Vielleicht geht ja die Hy6 komplett an Sinar, mal abwarten.
Rolleiflex kauft man gebraucht
Der Markt ist voll von gebrauchten (analogen) Rolleiflexen und die Dinger halten, “Pech” für den Hersteller, bei entsprechender Pflege ein Jahrhundert… So stellt man sich mit deutscher Wertarbeit irgendwann selbst ein Bein. 😉
Da ist wohl…
der Insolvenzverwalter auch schon mit dem Rollei-Virus, Variante FH1-negativ, infiziert, wie zuvor sämtliche Investoren.

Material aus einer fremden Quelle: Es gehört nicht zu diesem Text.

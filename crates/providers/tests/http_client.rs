//! HTTP-level tests for the OpenAI-compatible client against a local axum server.

use std::sync::Arc;
use std::sync::atomic::{AtomicUsize, Ordering};
use std::time::Duration;

use axum::extract::State;
use axum::http::{HeaderMap, StatusCode};
use axum::routing::post;
use axum::{Json, Router};
use serde_json::{Value, json};
use storepilot_core::error::InferenceError;
use storepilot_core::inference::{InferenceBackend, ModelRequest, PromptMessage, RawModelOutput};
use storepilot_providers::OpenAiCompatClient;

// ── Fake endpoint ────────────────────────────────────────────────────────

async fn echo(headers: HeaderMap, Json(body): Json<Value>) -> Json<Value> {
    let seen = json!({
        "auth": headers.get("authorization").and_then(|v| v.to_str().ok()),
        "model": body["model"],
        "response_format": body.get("response_format"),
        "roles": body["messages"]
            .as_array()
            .map(|msgs| msgs.iter().map(|m| m["role"].clone()).collect::<Vec<_>>()),
    });
    Json(json!({ "choices": [{ "message": { "content": seen.to_string() } }] }))
}

async fn counted_failure(State(hits): State<Arc<AtomicUsize>>) -> (StatusCode, Json<Value>) {
    hits.fetch_add(1, Ordering::SeqCst);
    (
        StatusCode::INTERNAL_SERVER_ERROR,
        Json(json!({ "error": { "message": "boom" } })),
    )
}

async fn image_ok(Json(body): Json<Value>) -> Json<Value> {
    let ratio = body["aspectRatio"].as_str().unwrap_or("none").replace(':', "x");
    Json(json!({ "url": format!("https://cdn.example.com/{ratio}.png") }))
}

async fn spawn_endpoint() -> (String, Arc<AtomicUsize>) {
    let hits = Arc::new(AtomicUsize::new(0));

    let app = Router::new()
        .route(
            "/ok/chat/completions",
            post(|| async { Json(json!({ "choices": [{ "message": { "content": "hello" } }] })) }),
        )
        .route("/echo/chat/completions", post(echo))
        .route(
            "/quota/chat/completions",
            post(|| async {
                (
                    StatusCode::TOO_MANY_REQUESTS,
                    Json(json!({ "error": { "message": "quota exceeded" } })),
                )
            }),
        )
        .route(
            "/bare/chat/completions",
            post(|| async { (StatusCode::BAD_GATEWAY, "upstream down") }),
        )
        .route(
            "/no-choices/chat/completions",
            post(|| async { Json(json!({ "choices": [] })) }),
        )
        .route(
            "/null-content/chat/completions",
            post(|| async { Json(json!({ "choices": [{ "message": { "content": null } }] })) }),
        )
        .route(
            "/not-json/chat/completions",
            post(|| async { (StatusCode::OK, "definitely not json") }),
        )
        .route("/counted/chat/completions", post(counted_failure))
        .route("/images/ok", post(image_ok))
        .route(
            "/images/no-url",
            post(|| async { Json(json!({ "id": "job-1", "status": "queued" })) }),
        )
        .route(
            "/images/bad",
            post(|| async { (StatusCode::UNPROCESSABLE_ENTITY, "nope") }),
        )
        .with_state(hits.clone());

    let listener = tokio::net::TcpListener::bind("127.0.0.1:0").await.unwrap();
    let addr = listener.local_addr().unwrap();
    tokio::spawn(async move {
        axum::serve(listener, app).await.unwrap();
    });

    (format!("http://{addr}"), hits)
}

fn client(base: &str, prefix: &str, image_path: &str) -> OpenAiCompatClient {
    OpenAiCompatClient::new(
        "test",
        format!("{base}/{prefix}"),
        format!("{base}{image_path}"),
        Some("sk-test".into()),
        Duration::from_secs(5),
    )
    .unwrap()
}

fn completion(structured: bool) -> ModelRequest {
    ModelRequest::Completion {
        model: "test-model".into(),
        messages: vec![PromptMessage::system("rules"), PromptMessage::user("hi")],
        structured_output: structured,
    }
}

// ── Tests ────────────────────────────────────────────────────────────────

#[tokio::test]
async fn returns_message_content() {
    let (base, _) = spawn_endpoint().await;
    let out = client(&base, "ok", "/images/ok")
        .invoke(&completion(false))
        .await
        .unwrap();
    assert_eq!(out, RawModelOutput::Text("hello".into()));
}

#[tokio::test]
async fn structured_requests_enable_json_mode() {
    let (base, _) = spawn_endpoint().await;
    let c = client(&base, "echo", "/images/ok");

    let RawModelOutput::Text(seen) = c.invoke(&completion(true)).await.unwrap() else {
        panic!("expected text output");
    };
    let seen: Value = serde_json::from_str(&seen).unwrap();
    assert_eq!(seen["response_format"]["type"], "json_object");
    assert_eq!(seen["auth"], "Bearer sk-test");
    assert_eq!(seen["model"], "test-model");
    assert_eq!(seen["roles"], json!(["system", "user"]));

    let RawModelOutput::Text(seen) = c.invoke(&completion(false)).await.unwrap() else {
        panic!("expected text output");
    };
    let seen: Value = serde_json::from_str(&seen).unwrap();
    assert!(seen["response_format"].is_null());
}

#[tokio::test]
async fn endpoint_error_uses_envelope_message() {
    let (base, _) = spawn_endpoint().await;
    let err = client(&base, "quota", "/images/ok")
        .invoke(&completion(false))
        .await
        .unwrap_err();
    assert_eq!(
        err,
        InferenceError::Endpoint {
            status: 429,
            message: "quota exceeded".into()
        }
    );
}

#[tokio::test]
async fn endpoint_error_without_envelope_uses_status_text() {
    let (base, _) = spawn_endpoint().await;
    let err = client(&base, "bare", "/images/ok")
        .invoke(&completion(false))
        .await
        .unwrap_err();
    assert_eq!(
        err,
        InferenceError::Endpoint {
            status: 502,
            message: "Bad Gateway".into()
        }
    );
}

#[tokio::test]
async fn missing_content_is_empty_response() {
    let (base, _) = spawn_endpoint().await;
    for prefix in ["no-choices", "null-content", "not-json"] {
        let err = client(&base, prefix, "/images/ok")
            .invoke(&completion(true))
            .await
            .unwrap_err();
        assert!(
            matches!(err, InferenceError::EmptyResponse(_)),
            "{prefix}: {err:?}"
        );
    }
}

#[tokio::test]
async fn failure_is_not_retried() {
    let (base, hits) = spawn_endpoint().await;
    let err = client(&base, "counted", "/images/ok")
        .invoke(&completion(false))
        .await
        .unwrap_err();
    assert!(matches!(err, InferenceError::Endpoint { status: 500, .. }));
    assert_eq!(hits.load(Ordering::SeqCst), 1);
}

#[tokio::test]
async fn unreachable_endpoint_is_transport_error() {
    // Grab a free port, then close it so nothing is listening.
    let listener = tokio::net::TcpListener::bind("127.0.0.1:0").await.unwrap();
    let addr = listener.local_addr().unwrap();
    drop(listener);

    let base = format!("http://{addr}");
    let err = client(&base, "v1", "/images/ok")
        .invoke(&completion(false))
        .await
        .unwrap_err();
    assert!(matches!(err, InferenceError::Transport(_)), "{err:?}");
}

#[tokio::test]
async fn image_returns_url() {
    let (base, _) = spawn_endpoint().await;
    let out = client(&base, "ok", "/images/ok")
        .invoke(&ModelRequest::Image {
            prompt: "a kettle".into(),
            aspect_ratio: Some("16:9".into()),
        })
        .await
        .unwrap();
    assert_eq!(
        out,
        RawModelOutput::ImageUrl("https://cdn.example.com/16x9.png".into())
    );
}

#[tokio::test]
async fn image_without_url_is_empty_response() {
    let (base, _) = spawn_endpoint().await;
    let err = client(&base, "ok", "/images/no-url")
        .invoke(&ModelRequest::Image {
            prompt: "a kettle".into(),
            aspect_ratio: None,
        })
        .await
        .unwrap_err();
    assert!(matches!(err, InferenceError::EmptyResponse(_)));
}

#[tokio::test]
async fn image_failure_is_endpoint_error() {
    let (base, _) = spawn_endpoint().await;
    let err = client(&base, "ok", "/images/bad")
        .invoke(&ModelRequest::Image {
            prompt: "a kettle".into(),
            aspect_ratio: None,
        })
        .await
        .unwrap_err();
    assert_eq!(
        err,
        InferenceError::Endpoint {
            status: 422,
            message: "Unprocessable Entity".into()
        }
    );
}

Welche Betriebsform mit dem Werkeln von ein paar hundert Diaprojektoren (jährlich!) bei zweistelliger Schrumpungsrate (in Prozent, nicht Stückzahl) bestehen könnte, war schon immer schleierhaft.
Dennoch wurde es gut 10 Jahre so weitergeschleppt.
Das tote Pferd schien nur leichter zu werden, weil bereits die verwesten Brocken abfielen.
Für das Sammelobjekt “Kult-Zweiauge” (die optische Qualität der Originale war nach nötigen Konstruktionsänderungen unerreichbar) gilt fast das Identische, abgesehen von den Schrumpfungszahlen.
Das “Geschäft” läuft weder lange noch konstant genug, um von Trends zu sprechen. Nur: aufwärts gehts ganz sicher nie mehr.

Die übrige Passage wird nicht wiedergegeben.